Uyarı: Bu bölüm fazlasıyla dram ve cringe hareketler, sözler içermektedir.
Geçmiş-2019
Gözleri kapalı olan annemin ağzı tıpkı gözleri gibi hava maskesiyle kapalıydı. Annemin göz altları morarmış, dudakları kurumuş ve çatlamıştı. Kemoterapi'den dolayı saçları dökülmüş; kel kalmıştı. Güzel siyah saçları gitmişti. Yanakları zayıflıktan çökmüştü.
Son bir yıldır aşırı iştah kaybı yaşıyordu ve kilosu 60'dan 47'ye düşmüştü. Zayıflıktan bir deri bir kemik kalmıştı. Kasları son zamanlarda fazlasıyla gevşediği için yürüyemiyordu. Tuvalete bile gidemiyordu.
Sık sık kanlı kusuyordu. Zaten konuşamıyordu ama konuştuğunda da hırıltılıydı. Sanki boğazında öksürükler birikmişti. Ama hırıltının nedeni öksürük olmazdı çünkü zaten her saniye öksürüyordu.
Sadece 46 yaşındaydı ama kel ve hasta olması onu neredeyse on yıl yaşlandırmıştı görünüş olarak. Işıl ışıl olan teni solmuş ve çökmüştü. Fazlasıyla kırışıklar meydana gelmişti.
Yemek bile yemiyordu. En son ne zaman doğru dürüst yemek yediğini bile hatırlamıyordum. Ya yemiyor ya da yiyordu ama yediğinde de yutamadığını söyleyerek yemeği reddediyordu. Yutma güçlülüğü çekiyordu.
Serum takılı eli sürekli karnındaydı. Dediğine göre yanıyormuş midesi. Hatta bazı geceler bu yanma hissinden uyuyamıyordu. Sürekli acı dolu iniltiler çıkıyordu ağzından.
Elini okşadığımda hiçbir tepki vermedi. Bense her zamanki gibi ağlıyordum. Ders mi çalışacağım geçimimi mi sağlayacağım? Anneme mi bakacağım yoksa evleri mi temizleyeceğim? Elbette, annemin sağlığı her şeyden öncelikliydi. Bu yüzden günümün yüzde yetmişini annemle geçiriyordum. Bazen ya ders çalışıyor ya da para kazanmak için evlere temizliğe gidiyordum.
Şu an tepki vermiyordu ama biliyor ve hissediyordum ki beni duyuyordu. "Anne," dedim derdimi anlatmaya başlayarak. Beni duyduğunu bildiğim için dertlerimi anlatıyordum ona. "Birkaç gün önce hoca sınav yapmıştı, 100 almışım." Buruk bir gülümseme peyda oldu dudaklarımda. "Hem de sınıfta 100 alan tek kişi benim, biliyor musun!?"

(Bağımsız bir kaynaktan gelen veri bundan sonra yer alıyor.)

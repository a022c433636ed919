use rand::Rng;
use sitecopy_value::{Codec, PhpCodec, Value};

use crate::error::StoreError;
use crate::keys;
use crate::record::{ItemId, LayoutVariant};
use crate::traits::PageBuilder;

use super::{Inner, MemoryInstallation};

/// Length of a generated node id, in hex characters.
const NODE_ID_LEN: usize = 13;

impl MemoryInstallation {
    fn read_encoded(&self, item: ItemId, key: &str) -> Result<Option<Value>, StoreError> {
        let inner = self.lock()?;
        inner.require_item(item)?;
        Ok(first_meta(&inner, item, key).and_then(|raw| PhpCodec.maybe_decode(&raw)))
    }

    fn write_encoded(&self, item: ItemId, key: &str, value: &Value) -> Result<(), StoreError> {
        let mut inner = self.lock()?;
        inner.write_meta(item, key, &PhpCodec.encode(value), true)?;
        inner.journal.layout_writes += 1;
        Ok(())
    }
}

fn first_meta(inner: &Inner, item: ItemId, key: &str) -> Option<String> {
    inner
        .site()
        .ok()?
        .meta
        .get(&item)?
        .first(key)
        .map(str::to_string)
}

impl PageBuilder for MemoryInstallation {
    fn layout_data(&self, variant: LayoutVariant, item: ItemId) -> Result<Value, StoreError> {
        Ok(self
            .read_encoded(item, variant.data_key())?
            .unwrap_or(Value::Null))
    }

    fn set_layout_data(
        &self,
        variant: LayoutVariant,
        item: ItemId,
        data: &Value,
    ) -> Result<(), StoreError> {
        self.write_encoded(item, variant.data_key(), data)
    }

    fn layout_settings(
        &self,
        variant: LayoutVariant,
        item: ItemId,
    ) -> Result<Option<Value>, StoreError> {
        self.read_encoded(item, variant.settings_key())
    }

    fn set_layout_settings(
        &self,
        variant: LayoutVariant,
        item: ItemId,
        settings: &Value,
    ) -> Result<(), StoreError> {
        self.write_encoded(item, variant.settings_key(), settings)
    }

    fn generate_node_id(&self) -> String {
        let mut rng = rand::thread_rng();
        (0..NODE_ID_LEN)
            .map(|_| char::from_digit(rng.gen_range(0..16), 16).unwrap_or('0'))
            .collect()
    }

    fn flush_asset_cache(&self, item: ItemId) -> Result<(), StoreError> {
        let mut inner = self.lock()?;
        let current = inner.current;
        inner.journal.cache_flushes.push((current, item));
        Ok(())
    }

    fn template_id(&self, item: ItemId) -> Result<Option<String>, StoreError> {
        let inner = self.lock()?;
        inner.require_item(item)?;
        Ok(first_meta(&inner, item, keys::BUILDER_TEMPLATE_ID).filter(|id| !id.is_empty()))
    }

    fn is_global_template(&self, item: ItemId) -> Result<bool, StoreError> {
        let inner = self.lock()?;
        inner.require_item(item)?;
        Ok(first_meta(&inner, item, keys::BUILDER_TEMPLATE_GLOBAL)
            .map(|flag| Value::Str(flag).is_truthy())
            .unwrap_or(false))
    }
}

Bunu der demez elimde bir sıkılma hissettim. Şok içinde elime baktığımda annemin elimi sıktığını gördüm. "Anne! Elimi sıktın anne!" Yüzüne baktığımda herhangi bir mimik oynaması göremedim. Ama olsun, elimi tutmuştu!
Sevinçle konuşmaya devam ettim: "Bir de Erdenay diye bir çocuk vardı, hatırlıyor musun? Hatırlamıyorsan da sıkıntı değil, bana geçen seneden beri yürüyordu. Benden hoşlandığını söyledi! Bana beyaz gül almış anne!"

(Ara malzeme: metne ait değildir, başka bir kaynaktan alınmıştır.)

//! Subcommand implementations.
//!
//! Every command reads the installation snapshot and the settings file
//! named on the command line; `clone` writes the snapshot back.

use std::collections::BTreeMap;
use std::path::Path;
use std::process;
use std::str::FromStr;

use serde_json::json;
use sitecopy_engine::{
    bulk_action_entries, BulkActionHandler, BulkNotice, Cloner, NoticeToken, Settings,
};
use sitecopy_storage::memory::{InstallationState, SiteState};
use sitecopy_storage::{ItemId, MemoryInstallation, SiteDirectory, TenantId};

use crate::{or_exit, report_error, OutputFormat};

/// Paths and output options shared by every command.
pub(crate) struct Context<'a> {
    pub state: &'a Path,
    pub settings: &'a Path,
    pub output: OutputFormat,
    pub quiet: bool,
}

impl Context<'_> {
    fn check<T, E: std::fmt::Display>(&self, result: Result<T, E>) -> T {
        or_exit(result, self.output, self.quiet)
    }

    fn fail(&self, msg: &str) -> ! {
        report_error(msg, self.output, self.quiet);
        process::exit(1);
    }

    fn load(&self) -> (MemoryInstallation, Settings) {
        let installation = self.check(MemoryInstallation::load(self.state));
        let settings = self.check(Settings::load(self.settings));
        (installation, settings)
    }
}

/// `--site <id>,<name>,<home url>`.
#[derive(Debug, Clone)]
pub(crate) struct SiteArg {
    pub id: TenantId,
    pub name: String,
    pub home_url: String,
}

impl FromStr for SiteArg {
    type Err = String;

    fn from_str(s: &str) -> Result<Self, Self::Err> {
        let mut parts = s.splitn(3, ',');
        let (Some(id), Some(name), Some(home_url)) = (parts.next(), parts.next(), parts.next())
        else {
            return Err(format!("expected <id>,<name>,<home url>, got '{}'", s));
        };
        let id = id
            .trim()
            .parse()
            .map_err(|_| format!("invalid site id '{}'", id))?;
        let home_url = home_url.trim();
        if !home_url.starts_with("http://") && !home_url.starts_with("https://") {
            return Err(format!("home url must be http(s), got '{}'", home_url));
        }
        Ok(Self {
            id,
            name: name.trim().to_string(),
            home_url: home_url.trim_end_matches('/').to_string(),
        })
    }
}

// ── init ─────────────────────────────────────────────────────────────────────

pub(crate) fn cmd_init(ctx: &Context<'_>, uploads: &Path, sites: &[SiteArg], force: bool) {
    if ctx.state.exists() && !force {
        ctx.fail(&format!(
            "error: {} already exists (use --force to overwrite)",
            ctx.state.display()
        ));
    }

    let mut by_id = BTreeMap::new();
    for site in sites {
        let state = SiteState {
            name: site.name.clone(),
            home_url: site.home_url.clone(),
            ..SiteState::default()
        };
        if by_id.insert(site.id, state).is_some() {
            ctx.fail(&format!("error: site {} given twice", site.id));
        }
    }
    let Some(&main_site) = by_id.keys().next() else {
        ctx.fail("error: at least one --site is required");
    };

    let installation = MemoryInstallation::from_state(InstallationState {
        uploads_root: uploads.to_path_buf(),
        main_site,
        sites: by_id,
    });
    ctx.check(installation.save(ctx.state));
    let settings = ctx.check(Settings::activate(ctx.settings));

    if ctx.quiet {
        return;
    }
    match ctx.output {
        OutputFormat::Text => println!(
            "initialized {} with {} site(s); bulk cloning enabled for {}",
            ctx.state.display(),
            sites.len(),
            settings.post_types.join(", ")
        ),
        OutputFormat::Json => println!(
            "{}",
            json!({
                "state": ctx.state.display().to_string(),
                "sites": sites.len(),
                "main_site": main_site,
                "post_types": settings.post_types,
            })
        ),
    }
}

// ── actions ──────────────────────────────────────────────────────────────────

pub(crate) fn cmd_actions(ctx: &Context<'_>, site: TenantId, post_type: &str) {
    let (installation, settings) = ctx.load();
    let sites = ctx.check(installation.sites());
    if !sites.iter().any(|s| s.id == site) {
        ctx.fail(&format!("error: tenant {} not found", site));
    }

    let entries = if settings.participates(post_type) {
        bulk_action_entries(&sites, site, &settings)
    } else {
        Vec::new()
    };

    match ctx.output {
        OutputFormat::Text => {
            for (action, label) in &entries {
                println!("{}\t{}", action, label);
            }
        }
        OutputFormat::Json => {
            let list: Vec<_> = entries
                .iter()
                .map(|(action, label)| json!({ "action": action, "label": label }))
                .collect();
            println!("{}", serde_json::Value::Array(list));
        }
    }
}

// ── clone ────────────────────────────────────────────────────────────────────

pub(crate) fn cmd_clone(
    ctx: &Context<'_>,
    from: TenantId,
    to: TenantId,
    redirect: &str,
    items: &[ItemId],
) {
    let (installation, settings) = ctx.load();
    ctx.check(installation.set_current_tenant(from));

    let cloner = Cloner::new(&installation)
        .with_media(&installation)
        .with_builder(&installation);
    let action = format!("{}{}", settings.action_prefix, to);
    let report = BulkActionHandler::new(cloner, &settings).run(redirect, &action, items);

    ctx.check(installation.save(ctx.state));

    match ctx.output {
        OutputFormat::Text => {
            if !ctx.quiet {
                for outcome in &report.cloned {
                    println!(
                        "cloned {} -> {} in site {} ({} attachment(s), {} meta, layout: {})",
                        outcome.source_id,
                        outcome.new_id,
                        outcome.destination,
                        outcome.attachments_migrated,
                        outcome.meta_written,
                        if outcome.layout_cloned { "yes" } else { "no" }
                    );
                }
                println!("{}", report.redirect);
            }
            for (item, error) in &report.failed {
                report_error(
                    &format!("error: item {}: {}", item, error),
                    ctx.output,
                    ctx.quiet,
                );
            }
        }
        OutputFormat::Json => {
            let cloned: Vec<_> = report
                .cloned
                .iter()
                .map(|o| {
                    json!({
                        "source_id": o.source_id,
                        "new_id": o.new_id,
                        "attachments_migrated": o.attachments_migrated,
                        "meta_written": o.meta_written,
                        "meta_suppressed": o.meta_suppressed,
                        "layout_cloned": o.layout_cloned,
                    })
                })
                .collect();
            let failed: Vec<_> = report
                .failed
                .iter()
                .map(|(item, error)| json!({ "item": item, "error": error }))
                .collect();
            println!(
                "{}",
                json!({
                    "destination": report.destination,
                    "cloned": cloned,
                    "failed": failed,
                    "redirect": report.redirect,
                })
            );
        }
    }

    if report.destination.is_none() || !report.failed.is_empty() {
        process::exit(1);
    }
}

// ── verify ───────────────────────────────────────────────────────────────────

pub(crate) fn cmd_verify(ctx: &Context<'_>, url: &str) {
    let (installation, settings) = ctx.load();
    let token = NoticeToken::new(&settings.nonce_secret);
    let Some(notice) = BulkNotice::from_url(url, &token) else {
        ctx.fail("error: no valid clone notice in url");
    };

    let sites = ctx.check(installation.sites());
    let name = sites
        .iter()
        .find(|s| s.id == notice.tenant)
        .map(|s| s.name.clone())
        .unwrap_or_else(|| format!("site {}", notice.tenant));
    let message = notice.message(&name);

    if ctx.quiet {
        return;
    }
    match ctx.output {
        OutputFormat::Text => println!("{}", message),
        OutputFormat::Json => println!(
            "{}",
            json!({
                "count": notice.count,
                "tenant": notice.tenant,
                "message": message,
            })
        ),
    }
}

#[cfg(test)]
mod tests {
    use super::*;

    #[test]
    fn test_site_arg_parses_three_parts() {
        let site: SiteArg = "2, Shop ,https://example.test/shop/".parse().unwrap();
        assert_eq!(site.id, 2);
        assert_eq!(site.name, "Shop");
        assert_eq!(site.home_url, "https://example.test/shop");
    }

    #[test]
    fn test_site_arg_rejects_malformed_values() {
        assert!("2,Shop".parse::<SiteArg>().is_err());
        assert!("x,Shop,https://example.test".parse::<SiteArg>().is_err());
        assert!("2,Shop,example.test".parse::<SiteArg>().is_err());
    }
}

Gülerek anneme yaşadıklarımı anlattım. Neler olup bittiğini, Erdenay'ı... Hepsini de dinledi canım annem. Sorgusuz sualsiz hem de.
"İşte böyle," dedim. "Erdenay'la artık birlikteyiz. Bana çok değer veriyor. Geçen gün karnımın ağrıdığını söylediğimde bana ağrı kesici almıştı."
Biraz daha konuştuğumda yorulduğumu ve uykumun geldiğini hissettim. Bu yüzden hasta yatağının yanındaki koltuğa uzandım. Annemin güzel yüzünü seyrederek ve en son dün gördüğüm kahve gözlerini hayal ederek uyudum.
Bu sabah kötü bir hisle uyanmıştım ama şimdi hepsi geçmişti.